Michigan Court of Appeals Judge Amy Ronayne Krause and Alecia Ruswinckel of the State Bar of Michigan spoke to incoming law students about ethics of law during orientation at Western Michigan University Cooley Law School’s Lansing campus on Friday, April 28.

New students pose for a picture with Judge Amy Ronayne Krause (center) after taking WMU-Cooley Law School’s honor code oath, which Krause administered during the law school’s Lansing campus orientation on April 28.

During the orientation, Krause administered the law school’s honor code oath, which all entering students, faculty and staff take as a commitment to the law school’s ethical standards.

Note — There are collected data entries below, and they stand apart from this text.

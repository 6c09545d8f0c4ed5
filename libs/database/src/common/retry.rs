use std::future::Future;
use std::time::Duration;
use tracing::{debug, warn};

/// Exponential backoff for startup connection attempts.
///
/// The default allows 3 retries, waiting 100ms, then 200ms, then 400ms,
/// each scaled by a jitter factor in [0.5, 1.0).
#[derive(Debug, Clone)]
pub struct RetryConfig {
    /// Retries after the first attempt
    pub max_retries: u32,
    pub initial_delay: Duration,
    pub max_delay: Duration,
    pub use_jitter: bool,
}

impl RetryConfig {
    pub fn new() -> Self {
        Self::default()
    }

    pub fn with_max_retries(mut self, max_retries: u32) -> Self {
        self.max_retries = max_retries;
        self
    }

    pub fn with_initial_delay(mut self, delay: Duration) -> Self {
        self.initial_delay = delay;
        self
    }

    pub fn without_jitter(mut self) -> Self {
        self.use_jitter = false;
        self
    }

    /// Waits between attempts, before jitter: doubling, capped at `max_delay`.
    fn delays(&self) -> impl Iterator<Item = Duration> + '_ {
        std::iter::successors(Some(self.initial_delay), |delay| {
            Some((*delay * 2).min(self.max_delay))
        })
        .take(self.max_retries as usize)
    }
}

impl Default for RetryConfig {
    fn default() -> Self {
        Self {
            max_retries: 3,
            initial_delay: Duration::from_millis(100),
            max_delay: Duration::from_secs(5),
            use_jitter: true,
        }
    }
}

/// Run `operation` until it succeeds or every retry has failed.
///
/// The error of the final attempt is returned.
pub async fn retry_with_backoff<F, Fut, T, E>(mut operation: F, config: RetryConfig) -> Result<T, E>
where
    F: FnMut() -> Fut,
    Fut: Future<Output = Result<T, E>>,
    E: std::fmt::Display,
{
    let mut delays = config.delays();
    let mut attempt: u32 = 1;

    loop {
        let error = match operation().await {
            Ok(value) => {
                if attempt > 1 {
                    debug!(attempt, "Connected after retrying");
                }
                return Ok(value);
            }
            Err(error) => error,
        };

        let Some(delay) = delays.next() else {
            warn!(attempts = attempt, %error, "Giving up");
            return Err(error);
        };
        let delay = if config.use_jitter { jitter(delay) } else { delay };

        warn!(attempt, %error, retry_in_ms = delay.as_millis() as u64, "Attempt failed, retrying");
        tokio::time::sleep(delay).await;
        attempt += 1;
    }
}

fn jitter(delay: Duration) -> Duration {
    use std::collections::hash_map::RandomState;
    use std::hash::BuildHasher;

    let percent = RandomState::new().hash_one(std::time::SystemTime::now()) % 50 + 50;
    delay * percent as u32 / 100
}
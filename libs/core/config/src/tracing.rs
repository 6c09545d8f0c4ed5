use crate::Environment;
use tracing_subscriber::{EnvFilter, Layer, Registry, fmt, prelude::*};

/// Install the color-eyre panic and error report hooks for `main`.
///
/// A second call is ignored.
pub fn install_color_eyre() {
    let _ = color_eyre::config::HookBuilder::default()
        .display_location_section(true)
        .display_env_section(false)
        .install();
}

fn default_filter(environment: Environment) -> EnvFilter {
    match environment {
        Environment::Production => EnvFilter::new("info,sea_orm=warn,sqlx=warn"),
        Environment::Development => EnvFilter::new("debug,tower_http=debug,sqlx=info"),
    }
}

fn output_layer(environment: Environment) -> Box<dyn Layer<Registry> + Send + Sync> {
    match environment {
        Environment::Production => fmt::layer()
            .json()
            .with_target(false)
            .flatten_event(true)
            .boxed(),
        Environment::Development => fmt::layer()
            .with_target(false)
            .with_file(false)
            .with_line_number(false)
            .pretty()
            .boxed(),
    }
}

/// Install the global subscriber.
///
/// Production logs flattened JSON events; development logs pretty text.
/// `RUST_LOG` replaces the default filter. `tracing_error::ErrorLayer` is
/// always installed so error paths can capture a `SpanTrace` of the
/// request. Only the first call has any effect.
pub fn init_tracing(environment: &Environment) {
    let environment = *environment;
    let filter =
        EnvFilter::try_from_default_env().unwrap_or_else(|_| default_filter(environment));

    let installed = tracing_subscriber::registry()
        .with(output_layer(environment))
        .with(tracing_error::ErrorLayer::default())
        .with(filter)
        .try_init()
        .is_ok();

    if installed {
        tracing::info!(?environment, "Tracing initialized");
    }
}

#[cfg(test)]
mod tests {
    use super::*;

    #[test]
    fn test_production_filter_quiets_database_logs() {
        let directives = default_filter(Environment::Production).to_string();
        assert!(directives.contains("sea_orm=warn"));
        assert!(directives.contains("sqlx=warn"));
    }

    #[test]
    fn test_development_filter_is_verbose() {
        assert!(default_filter(Environment::Development).to_string().contains("tower_http=debug"));
    }

    #[test]
    fn test_init_tracing_twice_is_harmless() {
        init_tracing(&Environment::Production);
        init_tracing(&Environment::Development);
    }
}
use axum::{extract::OriginalUri, response::{IntoResponse, Response}};
use std::any::Any;

use super::AppError;

/// Router fallback: any unmatched request becomes a 404 naming the URI.
pub async fn not_found(OriginalUri(uri): OriginalUri) -> AppError {
    AppError::RouteNotFound(uri.to_string())
}

/// Panic handler for `tower_http::catch_panic::CatchPanicLayer::custom`.
pub fn handle_panic(payload: Box<dyn Any + Send + 'static>) -> Response {
    let message = if let Some(s) = payload.downcast_ref::<&str>() {
        (*s).to_string()
    } else if let Some(s) = payload.downcast_ref::<String>() {
        s.clone()
    } else {
        "unknown panic payload".to_string()
    };

    AppError::Panic(message).into_response()
}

The honor code states that “ethics are as important as academic performance and the mastery of practical legal skills.” It emphasizes ethics as an integral part of the law school experience, and “encourages the development of the ethical values that law students and lawyers as professionals must possess.”

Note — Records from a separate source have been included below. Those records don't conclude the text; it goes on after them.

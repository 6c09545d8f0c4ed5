//! Configuration for Products API

use core_config::{FromEnv, server::ServerConfig};
use database::postgres::PostgresConfig;

pub use core_config::Environment;

/// Application configuration
#[derive(Clone, Debug)]
pub struct Config {
    pub server: ServerConfig,
    pub postgres: PostgresConfig,
    pub environment: Environment,
}

impl Config {
    pub fn from_env() -> eyre::Result<Self> {
        let environment = Environment::from_env();
        let server = ServerConfig::from_env()?;
        let postgres = PostgresConfig::from_env()?;

        Ok(Self {
            server,
            postgres,
            environment,
        })
    }
}
use sea_orm::ConnectOptions;
use std::time::Duration;

#[cfg(feature = "config")]
use core_config::{ConfigError, FromEnv, env_parse_or, env_required};

/// Pool settings for the catalog database.
///
/// | Variable                  | Default |
/// |---------------------------|---------|
/// | `DATABASE_URL`            | required |
/// | `DB_MAX_CONNECTIONS`      | 10 |
/// | `DB_MIN_CONNECTIONS`      | 1 |
/// | `DB_CONNECT_TIMEOUT_SECS` | 8 |
/// | `DB_ACQUIRE_TIMEOUT_SECS` | 8 |
/// | `DB_IDLE_TIMEOUT_SECS`    | 600 |
/// | `DB_MAX_LIFETIME_SECS`    | 1800 |
/// | `DB_SQLX_LOGGING`         | false |
#[derive(Clone, Debug, PartialEq, Eq)]
pub struct PostgresConfig {
    pub url: String,
    pub max_connections: u32,
    pub min_connections: u32,
    pub connect_timeout_secs: u64,
    pub acquire_timeout_secs: u64,
    pub idle_timeout_secs: u64,
    pub max_lifetime_secs: u64,
    /// Log every statement through sqlx
    pub sqlx_logging: bool,
}

impl PostgresConfig {
    /// Default pool settings for `url`
    pub fn new(url: impl Into<String>) -> Self {
        Self {
            url: url.into(),
            max_connections: 10,
            min_connections: 1,
            connect_timeout_secs: 8,
            acquire_timeout_secs: 8,
            idle_timeout_secs: 600,
            max_lifetime_secs: 1800,
            sqlx_logging: false,
        }
    }

    pub fn into_connect_options(self) -> ConnectOptions {
        let mut options = ConnectOptions::new(self.url);
        options
            .max_connections(self.max_connections)
            .min_connections(self.min_connections)
            .connect_timeout(Duration::from_secs(self.connect_timeout_secs))
            .acquire_timeout(Duration::from_secs(self.acquire_timeout_secs))
            .idle_timeout(Duration::from_secs(self.idle_timeout_secs))
            .max_lifetime(Duration::from_secs(self.max_lifetime_secs))
            .sqlx_logging(self.sqlx_logging);
        options
    }
}

#[cfg(feature = "config")]
impl FromEnv for PostgresConfig {
    fn from_env() -> Result<Self, ConfigError> {
        let defaults = Self::new(env_required("DATABASE_URL")?);
        Ok(Self {
            max_connections: env_parse_or("DB_MAX_CONNECTIONS", defaults.max_connections)?,
            min_connections: env_parse_or("DB_MIN_CONNECTIONS", defaults.min_connections)?,
            connect_timeout_secs: env_parse_or(
                "DB_CONNECT_TIMEOUT_SECS",
                defaults.connect_timeout_secs,
            )?,
            acquire_timeout_secs: env_parse_or(
                "DB_ACQUIRE_TIMEOUT_SECS",
                defaults.acquire_timeout_secs,
            )?,
            idle_timeout_secs: env_parse_or("DB_IDLE_TIMEOUT_SECS", defaults.idle_timeout_secs)?,
            max_lifetime_secs: env_parse_or("DB_MAX_LIFETIME_SECS", defaults.max_lifetime_secs)?,
            sqlx_logging: env_parse_or("DB_SQLX_LOGGING", defaults.sqlx_logging)?,
            ..defaults
        })
    }
}
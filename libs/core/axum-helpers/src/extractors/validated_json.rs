//! JSON body extractor driven by a per-type rule set.

use crate::errors::{AppError, FieldErrors};
use axum::{
    body::Bytes,
    extract::{FromRequest, Json, Request},
    http::{HeaderMap, StatusCode, header::CONTENT_TYPE},
};
use serde::de::DeserializeOwned;

/// Field rules for a request body.
///
/// `Raw` is the loosely typed body as received. `check` runs every rule,
/// accumulating failures, and only returns the normalized value when none
/// failed.
pub trait BodyRules: Sized {
    type Raw: DeserializeOwned + Default;

    fn check(raw: Self::Raw) -> Result<Self, FieldErrors>;
}

/// Body extractor that checks the payload with [`BodyRules`].
///
/// A request without a JSON content type, or with an empty body, is checked
/// as an empty object, so the client gets the field errors rather than a
/// media type error. Malformed JSON is rejected with 400.
///
/// ```ignore
/// async fn create(ValidatedJson(input): ValidatedJson<NewProduct>) -> String {
///     format!("Creating: {}", input.product_name)
/// }
/// ```
pub struct ValidatedJson<T>(pub T);

impl<T, S> FromRequest<S> for ValidatedJson<T>
where
    T: BodyRules,
    S: Send + Sync,
{
    type Rejection = AppError;

    async fn from_request(req: Request, state: &S) -> Result<Self, Self::Rejection> {
        let is_json = has_json_content_type(req.headers());
        let bytes = Bytes::from_request(req, state).await?;

        let raw = if !is_json || bytes.is_empty() {
            T::Raw::default()
        } else {
            let Json(raw) = Json::<T::Raw>::from_bytes(&bytes).map_err(|e| AppError::Rejected {
                status: StatusCode::BAD_REQUEST,
                message: e.body_text(),
            })?;
            raw
        };

        T::check(raw).map(ValidatedJson).map_err(AppError::Validation)
    }
}

fn has_json_content_type(headers: &HeaderMap) -> bool {
    headers
        .get(CONTENT_TYPE)
        .and_then(|value| value.to_str().ok())
        .and_then(|value| value.split(';').next())
        .is_some_and(|mime| mime.trim().eq_ignore_ascii_case("application/json"))
}
//! Positive integer identifier extracted from the `{id}` path segment.

use crate::errors::{AppError, FieldErrors};
use axum::{
    extract::{FromRequestParts, Path},
    http::request::Parts,
};

pub const INVALID_ID_MESSAGE: &str = "Invalid product ID";

/// Path identifier that must parse as an integer >= 1.
///
/// ```ignore
/// async fn get_product(IdPath(id): IdPath) -> String {
///     format!("Product ID: {}", id)
/// }
///
/// let app = Router::new().route("/{id}", get(get_product));
/// ```
#[derive(Debug, Clone, Copy, PartialEq, Eq)]
pub struct IdPath(pub i64);

impl IdPath {
    /// Parse a raw path segment. An optional sign and leading zeros are
    /// accepted; anything else, or a value below 1, is rejected.
    pub fn parse(raw: &str) -> Option<Self> {
        raw.parse::<i64>().ok().filter(|id| *id >= 1).map(IdPath)
    }
}

impl<S> FromRequestParts<S> for IdPath
where
    S: Send + Sync,
{
    type Rejection = AppError;

    async fn from_request_parts(parts: &mut Parts, state: &S) -> Result<Self, Self::Rejection> {
        let raw = Path::<String>::from_request_parts(parts, state)
            .await
            .map(|Path(raw)| raw)
            .unwrap_or_default();

        IdPath::parse(&raw)
            .ok_or_else(|| AppError::Validation(FieldErrors::single("id", INVALID_ID_MESSAGE)))
    }
}

#[cfg(test)]
mod tests {
    use super::*;

    #[test]
    fn test_parse_accepts_positive_integers() {
        assert_eq!(IdPath::parse("1"), Some(IdPath(1)));
        assert_eq!(IdPath::parse("+42"), Some(IdPath(42)));
        assert_eq!(IdPath::parse("007"), Some(IdPath(7)));
    }

    #[test]
    fn test_parse_rejects_everything_else() {
        for raw in ["", "0", "-3", "abc", "1.5", "1e3", " 4", "99999999999999999999"] {
            assert_eq!(IdPath::parse(raw), None, "{raw:?} should be rejected");
        }
    }
}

Ruswinckel, professional standards assistant counsel for the State Bar of Michigan, led a discussion with law students about professionalism and the value of ethics in the legal field.

In addition to her service as a judge on the Fourth District Court of Appeals in Michigan, Krause is an adjunct professor at WMU-Cooley Law School. Before serving  on the Michigan Court of Appeals, she served as a judge for the Michigan 54A Judicial District Court for almost eight years. From 2013 to 2015, Krause served on the Michigan Court of Claims. She began her legal career in private practice, and then served for eight years as an assistant prosecuting attorney, followed by six years in the Criminal Division of the Michigan Office of Attorney General.

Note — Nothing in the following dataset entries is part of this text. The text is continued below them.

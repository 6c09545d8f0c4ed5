use crate::{ConfigError, FromEnv, env_parse_or};
use std::net::{IpAddr, Ipv4Addr, SocketAddr};

pub const DEFAULT_PORT: u16 = 3000;

/// Listen address of the HTTP server.
#[derive(Clone, Debug, PartialEq, Eq)]
pub struct ServerConfig {
    pub host: IpAddr,
    pub port: u16,
}

impl ServerConfig {
    pub fn address(&self) -> SocketAddr {
        SocketAddr::new(self.host, self.port)
    }
}

impl Default for ServerConfig {
    fn default() -> Self {
        Self {
            host: IpAddr::V4(Ipv4Addr::UNSPECIFIED),
            port: DEFAULT_PORT,
        }
    }
}

/// `HOST` (an IP address, default all interfaces) and `PORT` (default 3000).
impl FromEnv for ServerConfig {
    fn from_env() -> Result<Self, ConfigError> {
        let defaults = Self::default();
        Ok(Self {
            host: env_parse_or("HOST", defaults.host)?,
            port: env_parse_or("PORT", defaults.port)?,
        })
    }
}
//! Reusable OpenAPI response types for the error envelopes.

use super::ErrorResponse;
#[allow(unused_imports)]
use serde_json::json;
use utoipa::ToResponse;

#[derive(ToResponse)]
#[response(
    description = "Internal Server Error",
    content_type = "application/json",
    example = json!({ "success": false, "error": "Failed to fetch products" })
)]
pub struct InternalServerErrorResponse(pub ErrorResponse);

#[derive(ToResponse)]
#[response(
    description = "Bad Request - field validation failed",
    content_type = "application/json",
    example = json!({
        "success": false,
        "errors": [
            { "field": "product_name", "message": "Product name must be between 2 and 100 characters" },
            { "field": "price", "message": "Price must be a positive number" }
        ]
    })
)]
pub struct BadRequestValidationResponse(pub ErrorResponse);

#[derive(ToResponse)]
#[response(
    description = "Bad Request - invalid identifier",
    content_type = "application/json",
    example = json!({
        "success": false,
        "errors": [{ "field": "id", "message": "Invalid product ID" }]
    })
)]
pub struct BadRequestIdResponse(pub ErrorResponse);

#[derive(ToResponse)]
#[response(
    description = "Resource not found",
    content_type = "application/json",
    example = json!({ "success": false, "error": "Product not found" })
)]
pub struct NotFoundResponse(pub ErrorResponse);

#[derive(ToResponse)]
#[response(
    description = "Error without success flag (document export)",
    content_type = "application/json",
    example = json!({ "error": "Product not found" })
)]
pub struct BareErrorResponse(pub ErrorResponse);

Ruswinckel joined the State Bar of Michigan in December 2014. She provides education, information, support and guidance in the area of ethics to attorneys throughout Michigan. Prior to joining the bar, she was an associate attorney with Anderson, Stull & Associates, focusing her practice on general civil matters including business, real estate, probate and family law.

Judge Amy Ronayne Krause, Fourth District Court of Appeals in Michigan, administers the WMU-Cooley Law School honor code to entering students at the law school’s Lansing campus orientation on April 28.

Alecia Ruswinckel (right), professional standards assistant counsel for the State Bar of Michigan, speaks with WMU-Cooley Law School incoming students during the law school’s orientation program.